We get the price challenge alot and stick to our guns. We consistanytly see our prices as average to below average. This fall we will be having a price increase by approx. 50% on both apparel and printing. We do great work, we need to start getting paid for it.


----------



## perrolocodesigns (Oct 24, 2006)

I don't know where your prices are now, but 50% is a pretty big jump. Don't get me wrong, I think you should be paid for what you are worth and I hope you get that increase. I just would be interested to hear how it goes for you.


----------



## Aces High (Jan 31, 2008)

on an order that size we'd charge $4.28 a shirt, and I am assuming they're white shirts, that would leave me with about $2.93 a shirt after I bought the shirts. $15 each for screens.


----------



## VectorKing (Mar 1, 2007)

Reddawgs said:


> I just had a guy come into my shop about softball jerseys he wanted them screen printed on kelly green shirts with a gold outline and royal numbers logo would be the same so I am looking at a lot of screens and the jersey price of the shirts he wanted was almost $7.00 a piece for 15 jerseys I told him $19.00 a jersey with a $15.00 set-up fee for 3 screens he walks out. is that price to high? I think it is a little low myself.
> thanks,
> Greg


I agree that price is too low! Let em walk. For that quantity of shirts we would be between at least $9-10 plus screens for 2 colors on 1 location and numbers. Your in business to make money and unfortunately alot of people want a handout. Don't take it personal.

Matt


----------



## Peace2TheRest (Feb 6, 2008)

I have been shopping around for a screenprinter for awhile now. Talked with a lot of people. 
What I have learned is that I will pay for honesty, integrity, on time work, and quality. 
Being up front is very nice to deal with also. 
Obviously these traits are not easy to find or I would have made a deal with someone already. 
Problem is, I am looking for someone that can do foil, discharge, the works basically. 

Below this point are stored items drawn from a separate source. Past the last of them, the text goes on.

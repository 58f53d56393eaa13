use logos::Logos;
use std::ops::Range;

/// The different kinds of tokens that can be produced by the tokenizer.
#[derive(Logos, Clone, Copy, Debug, PartialEq)]
pub enum TokenKind {
    #[regex(r"[ \t\n\r]+")]
    Whitespace,

    #[token("+")]
    Add,

    #[token("-")]
    Sub,

    #[token("*")]
    Mul,

    #[token("/")]
    Div,

    #[token("^")]
    Exp,

    #[token(",")]
    Comma,

    #[token("(")]
    OpenParen,

    #[token(")")]
    CloseParen,

    #[regex(r"[a-zA-Z_][a-zA-Z0-9_]*")]
    Name,

    #[regex(r"[0-9]+")]
    Int,

    #[regex(r"[0-9]+\.[0-9]*|\.[0-9]+")]
    Float,

    #[regex(r".", priority = 0)]
    Symbol,
}

impl TokenKind {
    /// Returns true if the token represents whitespace.
    pub fn is_whitespace(self) -> bool {
        matches!(self, TokenKind::Whitespace)
    }

    /// Describes the token kind the way it is written in error messages.
    pub fn describe(self) -> &'static str {
        match self {
            TokenKind::Whitespace => "whitespace",
            TokenKind::Add => "`+`",
            TokenKind::Sub => "`-`",
            TokenKind::Mul => "`*`",
            TokenKind::Div => "`/`",
            TokenKind::Exp => "`^`",
            TokenKind::Comma => "`,`",
            TokenKind::OpenParen => "`(`",
            TokenKind::CloseParen => "`)`",
            TokenKind::Name => "a name",
            TokenKind::Int | TokenKind::Float => "a number",
            TokenKind::Symbol => "an unrecognized character",
        }
    }
}

/// A token produced by the tokenizer.
#[derive(Debug, Clone, PartialEq)]
pub struct Token<'source> {
    /// The region of the source code that this token originated from.
    pub span: Range<usize>,

    /// The kind of token.
    pub kind: TokenKind,

    /// The raw lexeme that was parsed into this token.
    pub lexeme: &'source str,
}

impl Token<'_> {
    /// Returns true if the token represents whitespace.
    pub fn is_whitespace(&self) -> bool {
        self.kind.is_whitespace()
    }
}
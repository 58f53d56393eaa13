//! Simplification rules for logarithms and exponentials.
//!
//! The rules match on the argument of the function as it is, so they expect it to be simplified
//! already. Within a simplification pass, the subexpressions stage has done so by the time these
//! rules run, and the pass uses [`apply_logarithmic_rules`] directly. [`simplify_logarithmic`]
//! simplifies the argument itself first, so that rules such as `ln(x^n) = n*ln(x)` apply even when
//! the power only appears after simplification.

use crate::{
    simplify::{inner_simplify, rules::do_call, step::Step},
    step_collector::StepCollector,
    term::{Func, Term},
};

/// `f(a^n) = n*f(a)`, where `a` is a variable.
fn power_to_coefficient(func: Func, argument: &Term) -> Option<Term> {
    match argument {
        Term::Power(base, exponent) if base.as_variable().is_some() => {
            Some(Term::with_coefficient(*exponent, Term::call(func, (**base).clone())))
        },
        _ => None,
    }
}

/// `ln(a^n) = n*ln(a)`
/// `log(a^n) = n*log(a)`
pub fn log_of_power(term: &Term, step_collector: &mut dyn StepCollector<Step>) -> Option<Term> {
    let opt = do_call(term, Func::Ln, |argument| power_to_coefficient(Func::Ln, argument))
        .or_else(|| do_call(term, Func::Log, |argument| power_to_coefficient(Func::Log, argument)))?;

    // keep the step collection logic outside of the closure to make it implement `Fn`
    step_collector.push(Step::LogOfPower);
    Some(opt)
}

/// `ln(exp(a)) = a`
pub fn ln_of_exp(term: &Term, step_collector: &mut dyn StepCollector<Step>) -> Option<Term> {
    let opt = do_call(term, Func::Ln, |argument| match argument {
        Term::Function(Func::Exp, inner) => Some((**inner).clone()),
        _ => None,
    })?;

    step_collector.push(Step::LnOfExp);
    Some(opt)
}

/// `exp(ln(a)) = a`
pub fn exp_of_ln(term: &Term, step_collector: &mut dyn StepCollector<Step>) -> Option<Term> {
    let opt = do_call(term, Func::Exp, |argument| match argument {
        Term::Function(Func::Ln, inner) => Some((**inner).clone()),
        _ => None,
    })?;

    step_collector.push(Step::ExpOfLn);
    Some(opt)
}

/// Applies all logarithm rules to a term whose argument is already simplified.
pub fn apply_logarithmic_rules(term: &Term, step_collector: &mut dyn StepCollector<Step>) -> Option<Term> {
    log_of_power(term, step_collector)
        .or_else(|| ln_of_exp(term, step_collector))
        .or_else(|| exp_of_ln(term, step_collector))
}

/// Applies all logarithm rules, after running one simplification pass over the argument of the
/// function. The argument is simplified once, and only for `ln`, `log` and `exp`.
///
/// Returns [`None`] if no rule applies, even if the argument could be simplified.
pub fn simplify_logarithmic(term: &Term, step_collector: &mut dyn StepCollector<Step>) -> Option<Term> {
    let presimplified = match term {
        Term::Function(func @ (Func::Ln | Func::Log | Func::Exp), argument) => {
            inner_simplify(argument, &mut ()).map(|argument| Term::call(*func, argument))
        },
        _ => None,
    };

    apply_logarithmic_rules(presimplified.as_ref().unwrap_or(term), step_collector)
}

#[cfg(test)]
mod tests {
    use pretty_assertions::assert_eq;
    use crate::simplify::{simplify_expression, SimplificationResult};
    use super::*;

    fn x() -> Term {
        Term::var("x")
    }

    #[test]
    fn power_inside_log() {
        let term = Term::call(Func::Ln, Term::power(x(), 3.0));
        assert_eq!(
            simplify_logarithmic(&term, &mut ()),
            Some(Term::product(Term::Constant(3.0), Term::call(Func::Ln, x()))),
        );

        let term = Term::call(Func::Log, Term::power(x(), -1.0));
        assert_eq!(
            simplify_logarithmic(&term, &mut ()),
            Some(Term::product(Term::Constant(-1.0), Term::call(Func::Log, x()))),
        );
    }

    #[test]
    fn power_after_presimplification() {
        // `x * x` only becomes `x^2` once the argument is simplified
        let term = Term::call(Func::Ln, Term::product(x(), x()));
        let mut steps = Vec::<Step>::new();
        assert_eq!(
            simplify_logarithmic(&term, &mut steps),
            Some(Term::product(Term::Constant(2.0), Term::call(Func::Ln, x()))),
        );
        assert_eq!(steps, vec![Step::LogOfPower]);
    }

    #[test]
    fn inverse_functions() {
        let term = Term::call(Func::Ln, Term::call(Func::Exp, x()));
        assert_eq!(simplify_logarithmic(&term, &mut ()), Some(x()));

        let term = Term::call(Func::Exp, Term::call(Func::Ln, x()));
        assert_eq!(simplify_logarithmic(&term, &mut ()), Some(x()));
    }

    #[test]
    fn rules_see_the_argument_as_given() {
        let term = Term::call(Func::Ln, Term::product(x(), x()));
        assert_eq!(apply_logarithmic_rules(&term, &mut ()), None);
    }

    /// Wraps the term in `depth` calls to `ln`.
    fn nested_ln(mut term: Term, depth: usize) -> Term {
        for _ in 0..depth {
            term = Term::call(Func::Ln, term);
        }
        term
    }

    #[test]
    fn deeply_nested_logarithms() {
        // a pass visits each level of the chain a fixed number of times, so this finishes
        // immediately even though every level is a logarithm
        let term = nested_ln(Term::power(x(), 2.0), 40);
        let two_ln_x = Term::product(Term::Constant(2.0), Term::call(Func::Ln, x()));
        assert_eq!(simplify_expression(&term), SimplificationResult {
            term: nested_ln(two_ln_x.clone(), 39),
            was_simplified: true,
        });

        // the argument is simplified once before `exp(ln(a)) = a` applies
        let mut steps = Vec::<Step>::new();
        assert_eq!(
            simplify_logarithmic(&Term::call(Func::Exp, term), &mut steps),
            Some(nested_ln(two_ln_x, 38)),
        );
        assert_eq!(steps, vec![Step::ExpOfLn]);
    }

    #[test]
    fn unrelated() {
        assert_eq!(simplify_logarithmic(&Term::call(Func::Ln, x()), &mut ()), None);
        assert_eq!(simplify_logarithmic(&Term::call(Func::Sin, Term::power(x(), 2.0)), &mut ()), None);
    }
}
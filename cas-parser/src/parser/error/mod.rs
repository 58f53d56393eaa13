pub mod kind;

pub use cas_error::Error;
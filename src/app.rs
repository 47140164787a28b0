use std::time::Duration;

use eframe::egui;

use crate::state::AppState;
use crate::ui::{panels, plot};

// ---------------------------------------------------------------------------
// eframe App implementation
// ---------------------------------------------------------------------------

#[derive(Default)]
pub struct RustyJcampApp {
    pub state: AppState,
}

impl eframe::App for RustyJcampApp {
    fn update(&mut self, ctx: &egui::Context, _frame: &mut eframe::Frame) {
        self.state.poll_worker();

        // ---- Top panel: menu bar ----
        egui::TopBottomPanel::top("top_bar").show(ctx, |ui| {
            panels::top_bar(ui, &mut self.state);
        });

        // ---- Left side panel: settings and log ----
        egui::SidePanel::left("settings_panel")
            .default_width(260.0)
            .resizable(true)
            .show(ctx, |ui| {
                panels::side_panel(ui, &mut self.state);
            });

        // ---- Central panel: plot ----
        egui::CentralPanel::default().show(ctx, |ui| {
            plot::spectral_plot(ui, &self.state);
        });

        if self.state.running {
            ctx.request_repaint_after(Duration::from_millis(100));
        }
    }
}
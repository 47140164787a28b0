use eframe::egui::Color32;
use palette::{Hsl, IntoColor, Srgb};

// ---------------------------------------------------------------------------
// Row colours for the processed-spectra plot
// ---------------------------------------------------------------------------

/// Golden-angle hue step: consecutive rows never get neighbouring hues.
const HUE_STEP: f32 = 137.508;

/// One colour per matrix row.
#[derive(Debug, Clone)]
pub struct RowPalette {
    colors: Vec<Color32>,
}

impl RowPalette {
    pub fn new(rows: usize) -> Self {
        let colors = (0..rows)
            .map(|i| {
                let hue = (i as f32 * HUE_STEP) % 360.0;
                // Alternate lightness so close hues stay apart on a dark plot.
                let lightness = if i % 2 == 0 { 0.55 } else { 0.68 };
                let rgb: Srgb = Hsl::new(hue, 0.75, lightness).into_color();
                Color32::from_rgb(
                    (rgb.red * 255.0) as u8,
                    (rgb.green * 255.0) as u8,
                    (rgb.blue * 255.0) as u8,
                )
            })
            .collect();
        RowPalette { colors }
    }

    pub fn color(&self, row: usize) -> Color32 {
        self.colors.get(row).copied().unwrap_or(Color32::GRAY)
    }
}
use crate::config::ConfigError;

use super::model::ProcessError;

// ---------------------------------------------------------------------------
// Savitzky–Golay smoothing
// ---------------------------------------------------------------------------

/// Local least-squares polynomial smoother with precomputed weights.
///
/// Interior samples are replaced by the centred fit over `window` samples.
/// The first and last `window / 2` samples are evaluated on the polynomial
/// fitted to the first (last) full window.
///
/// Weights are built once and the filter is only read afterwards, so one
/// instance is shared by all workers of a batch.
#[derive(Debug, Clone)]
pub struct SavitzkyGolay {
    window: usize,
    order: usize,
    /// Convolution weights of the centred fit.
    centre: Vec<f64>,
    /// `leading[k]`: weights over the first window giving the fit at sample `k`.
    leading: Vec<Vec<f64>>,
}

impl SavitzkyGolay {
    /// Build the filter. `window` must be odd and strictly larger than `order`.
    pub fn new(window: usize, order: usize) -> Result<Self, ConfigError> {
        if window == 0 || window % 2 == 0 {
            return Err(ConfigError::EvenWindow(window));
        }
        if order >= window {
            return Err(ConfigError::OrderTooHigh { order, window });
        }

        let half = window / 2;
        let centre = fit_weights(window, order, half as f64)
            .ok_or(ConfigError::OrderTooHigh { order, window })?;
        let leading = (0..half)
            .map(|k| fit_weights(window, order, k as f64))
            .collect::<Option<Vec<_>>>()
            .ok_or(ConfigError::OrderTooHigh { order, window })?;

        Ok(SavitzkyGolay {
            window,
            order,
            centre,
            leading,
        })
    }

    pub fn window(&self) -> usize {
        self.window
    }

    pub fn order(&self) -> usize {
        self.order
    }

    /// Smooth `y`, returning a sequence of the same length.
    pub fn apply(&self, y: &[f64]) -> Result<Vec<f64>, ProcessError> {
        let n = y.len();
        if n < self.window {
            return Err(ProcessError::InsufficientSamples {
                found: n,
                window: self.window,
            });
        }

        let half = self.window / 2;
        let mut out = vec![0.0; n];

        for (i, slot) in out.iter_mut().enumerate().take(n - half).skip(half) {
            *slot = dot(&self.centre, &y[i - half..=i + half]);
        }

        let head = &y[..self.window];
        let tail = &y[n - self.window..];
        for (k, weights) in self.leading.iter().enumerate() {
            out[k] = dot(weights, head);
            // The fit is symmetric under reversal, so the tail reuses the
            // leading weights against the reversed last window.
            out[n - 1 - k] = weights
                .iter()
                .zip(tail.iter().rev())
                .map(|(w, v)| w * v)
                .sum();
        }

        Ok(out)
    }
}

fn dot(weights: &[f64], values: &[f64]) -> f64 {
    weights.iter().zip(values).map(|(w, v)| w * v).sum()
}

/// Weights `w` such that `Σ w_j y_j` is the degree-`order` least-squares fit
/// over samples `0..window`, evaluated at sample position `at`.
///
/// Positions are rescaled to [-1, 1] around the window centre to keep the
/// normal equations well conditioned.
fn fit_weights(window: usize, order: usize, at: f64) -> Option<Vec<f64>> {
    let half = (window / 2).max(1) as f64;
    let centre = (window / 2) as f64;
    let u: Vec<f64> = (0..window).map(|j| (j as f64 - centre) / half).collect();
    let s = (at - centre) / half;
    let terms = order + 1;

    // Normal matrix M[a][b] = Σ u^(a+b); right-hand side e(s) = [1, s, s², ...].
    let mut m = vec![vec![0.0; terms]; terms];
    for (a, row) in m.iter_mut().enumerate() {
        for (b, cell) in row.iter_mut().enumerate() {
            *cell = u.iter().map(|&uj| uj.powi((a + b) as i32)).sum();
        }
    }
    let rhs: Vec<f64> = (0..terms).map(|a| s.powi(a as i32)).collect();
    let c = solve(m, rhs)?;

    Some(
        u.iter()
            .map(|&uj| {
                c.iter()
                    .enumerate()
                    .map(|(a, ca)| ca * uj.powi(a as i32))
                    .sum()
            })
            .collect(),
    )
}

/// Gaussian elimination with partial pivoting. `None` on a singular matrix.
fn solve(mut m: Vec<Vec<f64>>, mut rhs: Vec<f64>) -> Option<Vec<f64>> {
    let n = rhs.len();
    for col in 0..n {
        let pivot = (col..n).max_by(|&a, &b| m[a][col].abs().total_cmp(&m[b][col].abs()))?;
        if m[pivot][col].abs() < 1e-12 {
            return None;
        }
        m.swap(col, pivot);
        rhs.swap(col, pivot);

        for row in col + 1..n {
            let factor = m[row][col] / m[col][col];
            if factor == 0.0 {
                continue;
            }
            for k in col..n {
                m[row][k] -= factor * m[col][k];
            }
            rhs[row] -= factor * rhs[col];
        }
    }

    let mut x = vec![0.0; n];
    for row in (0..n).rev() {
        let tail: f64 = (row + 1..n).map(|k| m[row][k] * x[k]).sum();
        x[row] = (rhs[row] - tail) / m[row][row];
    }
    Some(x)
}
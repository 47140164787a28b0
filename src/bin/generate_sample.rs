use std::fs::File;
use std::io::Write;

use anyhow::{Context, Result};
use zip::write::SimpleFileOptions;
use zip::ZipWriter;

use rusty_jcamp::data::jcamp::encode_xydata;

/// Sum of Gaussian bands `(centre, width, height)` over a flat baseline.
fn absorbance(wavenumber: f64, bands: &[(f64, f64, f64)]) -> f64 {
    bands
        .iter()
        .map(|&(centre, width, height)| {
            height * (-0.5 * ((wavenumber - centre) / width).powi(2)).exp()
        })
        .sum::<f64>()
        + 0.05
}

/// SplitMix64 stream with a Box-Muller normal draw.
struct Noise {
    state: u64,
}

impl Noise {
    fn seeded(seed: u64) -> Self {
        Noise { state: seed }
    }

    fn next_u64(&mut self) -> u64 {
        self.state = self.state.wrapping_add(0x9E37_79B9_7F4A_7C15);
        let mut z = self.state;
        z = (z ^ (z >> 30)).wrapping_mul(0xBF58_476D_1CE4_E5B9);
        z = (z ^ (z >> 27)).wrapping_mul(0x94D0_49BB_1331_11EB);
        z ^ (z >> 31)
    }

    /// Uniform in (0, 1].
    fn unit(&mut self) -> f64 {
        ((self.next_u64() >> 11) + 1) as f64 / (1u64 << 53) as f64
    }

    fn normal(&mut self, std_dev: f64) -> f64 {
        let radius = (-2.0 * self.unit().ln()).sqrt();
        let angle = std::f64::consts::TAU * self.unit();
        std_dev * radius * angle.cos()
    }
}

/// Each sample gets its own native axis: (first, step, count).
struct SampleKind {
    name: &'static str,
    axis: (f64, f64, usize),
    bands: Vec<(f64, f64, f64)>,
}

fn main() -> Result<()> {
    let output_path = std::env::args()
        .nth(1)
        .unwrap_or_else(|| "sample_spectra.zip".to_string());
    let mut noise = Noise::seeded(42);

    let kinds = [
        SampleKind {
            name: "Sample_A",
            // 4000 → 650, step -2 (descending, as many instruments write it)
            axis: (4000.0, -2.0, 1676),
            bands: vec![(3400.0, 80.0, 0.8), (2900.0, 40.0, 0.5), (1650.0, 30.0, 0.3)],
        },
        SampleKind {
            name: "Sample_B",
            axis: (650.0, 1.5, 2234),
            bands: vec![(3200.0, 60.0, 0.6), (2800.0, 50.0, 0.7), (1100.0, 35.0, 0.4)],
        },
        SampleKind {
            name: "Sample_C",
            axis: (700.0, 3.0, 1034),
            bands: vec![(3600.0, 70.0, 0.9), (3000.0, 45.0, 0.4), (1200.0, 25.0, 0.5)],
        },
    ];
    let concentrations = [0.1, 0.5, 1.0, 2.0, 5.0];

    let file = File::create(&output_path).context("Failed to create output file")?;
    let mut zip = ZipWriter::new(file);
    let options = SimpleFileOptions::default();

    let mut written = 0;
    for kind in &kinds {
        let (first, step, count) = kind.axis;
        let wavenumbers: Vec<f64> = (0..count).map(|i| first + i as f64 * step).collect();

        for &conc in &concentrations {
            let bands: Vec<(f64, f64, f64)> = kind
                .bands
                .iter()
                .map(|&(centre, width, height)| (centre, width, height * conc))
                .collect();
            let y: Vec<f64> = wavenumbers
                .iter()
                .map(|&wn| absorbance(wn, &bands) + noise.normal(0.005 * conc))
                .collect();

            let title = format!("{} c={conc}", kind.name);
            let name = format!("spectra/{}_{conc}.jdx", kind.name);
            zip.start_file(name.as_str(), options)?;
            zip.write_all(encode_xydata(&title, &wavenumbers, &y, 1e-6).as_bytes())?;
            written += 1;
        }
    }

    // One unreadable spectrum and one non-JCAMP file, to exercise skipping.
    zip.start_file("spectra/truncated.jdx", options)?;
    zip.write_all(b"##TITLE=truncated\n##JCAMP-DX=4.24\n##XYDATA=(X++(Y..Y))\n")?;
    zip.start_file("spectra/README.txt", options)?;
    zip.write_all(b"Synthetic IR spectra generated by generate_sample\n")?;
    zip.finish().context("Failed to finish ZIP archive")?;

    println!("Wrote {written} spectra (+1 truncated file) to {output_path}");
    Ok(())
}
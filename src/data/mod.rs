//! Data layer: core types, JCAMP decoding and the per-spectrum stages.
//!
//! Architecture:
//! ```text
//!  .zip / folder / .jdx
//!        │
//!        ▼
//!   ┌──────────┐
//!   │  loader   │  collect (name, bytes) pairs, skip unreadable entries
//!   └──────────┘
//!        │  one payload
//!        ▼
//!   ┌──────────┐   ┌──────────┐   ┌───────────┐   ┌──────────┐   ┌──────────┐
//!   │  jcamp    │ → │  filter   │ → │ normalize │ → │  smooth   │ → │ resample │
//!   └──────────┘   └──────────┘   └───────────┘   └──────────┘   └──────────┘
//!   RawSpectrum     finite only     min-max [0,1]   Savitzky–Golay  CommonAxis row
//! ```

pub mod filter;
pub mod jcamp;
pub mod loader;
pub mod model;
pub mod normalize;
pub mod resample;
pub mod smooth;
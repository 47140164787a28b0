use super::model::{RawSpectrum, Spectrum};

// ---------------------------------------------------------------------------
// Cleaning: keep only pairs where both coordinates are finite
// ---------------------------------------------------------------------------

/// Drop every sample whose wavenumber or intensity is NaN or infinite.
///
/// Order is preserved; the axis is never sorted here. The result may be
/// empty, which the pipeline reports as an empty spectrum.
pub fn clean(raw: RawSpectrum) -> Spectrum {
    let (x, y) = raw
        .x
        .into_iter()
        .zip(raw.y)
        .filter(|(xi, yi)| xi.is_finite() && yi.is_finite())
        .unzip();
    Spectrum { x, y }
}
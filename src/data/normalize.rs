use super::model::Spectrum;

/// Min-max scale the intensities into [0, 1] in place.
///
/// A flat spectrum (max - min <= 0) becomes all zeros instead of dividing
/// by zero.
pub fn min_max(spectrum: &mut Spectrum) {
    let min = spectrum.y.iter().cloned().fold(f64::INFINITY, f64::min);
    let max = spectrum.y.iter().cloned().fold(f64::NEG_INFINITY, f64::max);
    let range = max - min;
    if range > 0.0 {
        for v in &mut spectrum.y {
            *v = (*v - min) / range;
        }
    } else {
        spectrum.y.iter_mut().for_each(|v| *v = 0.0);
    }
}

Best thing from a consumers standpoint, is to be honest, post your prices so I don;t feel like you are making them up as we go along cause you think I have money, or can tell I am desperate. Be partial!

I mean, as long as I can get my work done for a reasonable rate and it be quality work you will earn my business time and time again.


----------



## Deodand (Apr 4, 2008)

My company prices by quantity, that's the price, take it or leave it. Our salespeople are authorized to do deals with people who bring a lot of business, but the walk-in customers pay rack rate. You don't want the headache of dealing with someone who wants something for free.


----------



## Darla (Mar 21, 2007)

the shirts she wanted for mine were kelly green not white


----------



## JesusFreak (Jan 22, 2008)

My motto is I can do nothing and make no money instead of working my butt off to make nothing. I have too busy of a life to work for free. It sucks that there are some in my area that will charge such low prices. I don't know how they stay in business. In the mean time they are driving the industry into the ground. I have been a bricklayer the past 9 years. Its happening in the construction trades too. Some people will work for nothing just to get the job and soon everyone wants it for that price.


----------



## tpitman (Jul 30, 2007)

Darla said:


> then today she says the previous printer who screwed her out of paid for shirts last year can do them for 3.50 a shirt OK OMG the client either wants a heck of a steal or something isn't right? can ANYBODY touch a 3 color front 1 color logo back on kelly shirts for 3.50 and make a profit? so now tonight i told her i can't do them for 3.50 a shirt no way and here is the kicker the order needs to be done by a week from saturday so starting with a screwy printer who has to do art work and create a new front logo in less than a week
> darla


Tell her to go back to the printer who screwed her out of paid-for shirts the last time, and pay him the $3.50 each so he can screw her out of shirts THIS time.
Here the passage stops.